Word for word, restate the lines from the start of the data down to the line with "pub const DEFAULT_TEMPERATURE: f32 = 0.1;", both included.

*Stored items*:
--------------------------------------------------
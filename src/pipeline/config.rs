use std::time::Duration;

pub const DEFAULT_BUCKET: &str = "estimator-documents";
pub const DEFAULT_SIGNED_URL_TTL: Duration = Duration::from_secs(3600);
pub const DEFAULT_TEMPERATURE: f32 = 0.1;
pub const DEFAULT_MAX_TOKENS: u32 = 8192;

#[derive(Debug, Clone)]
pub struct PipelineConfig {
    pub bucket_name: String,
    pub signed_url_ttl: Duration,
    pub temperature: f32,
    pub max_tokens: u32,
}

impl Default for PipelineConfig {
    fn default() -> Self {
        Self {
            bucket_name: DEFAULT_BUCKET.to_string(),
            signed_url_ttl: DEFAULT_SIGNED_URL_TTL,
            temperature: DEFAULT_TEMPERATURE,
            max_tokens: DEFAULT_MAX_TOKENS,
        }
    }
}

impl PipelineConfig {
    pub fn new() -> Self {
        Self::default()
    }

    pub fn with_bucket_name(mut self, bucket_name: impl Into<String>) -> Self {
        self.bucket_name = bucket_name.into();
        self
    }

    pub fn with_signed_url_ttl(mut self, ttl: Duration) -> Self {
        self.signed_url_ttl = ttl;
        self
    }

    pub fn with_temperature(mut self, temperature: f32) -> Self {
        self.temperature = temperature;
        self
    }

    pub fn with_max_tokens(mut self, max_tokens: u32) -> Self {
        self.max_tokens = max_tokens;
        self
    }
}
--------------------------------------------------
*RESPONSE AREA*:
filename src/pipeline/config.rs
use std::time::Duration;

pub const DEFAULT_BUCKET: &str = "estimator-documents";
pub const DEFAULT_SIGNED_URL_TTL: Duration = Duration::from_secs(3600);
pub const DEFAULT_TEMPERATURE: f32 = 0.1;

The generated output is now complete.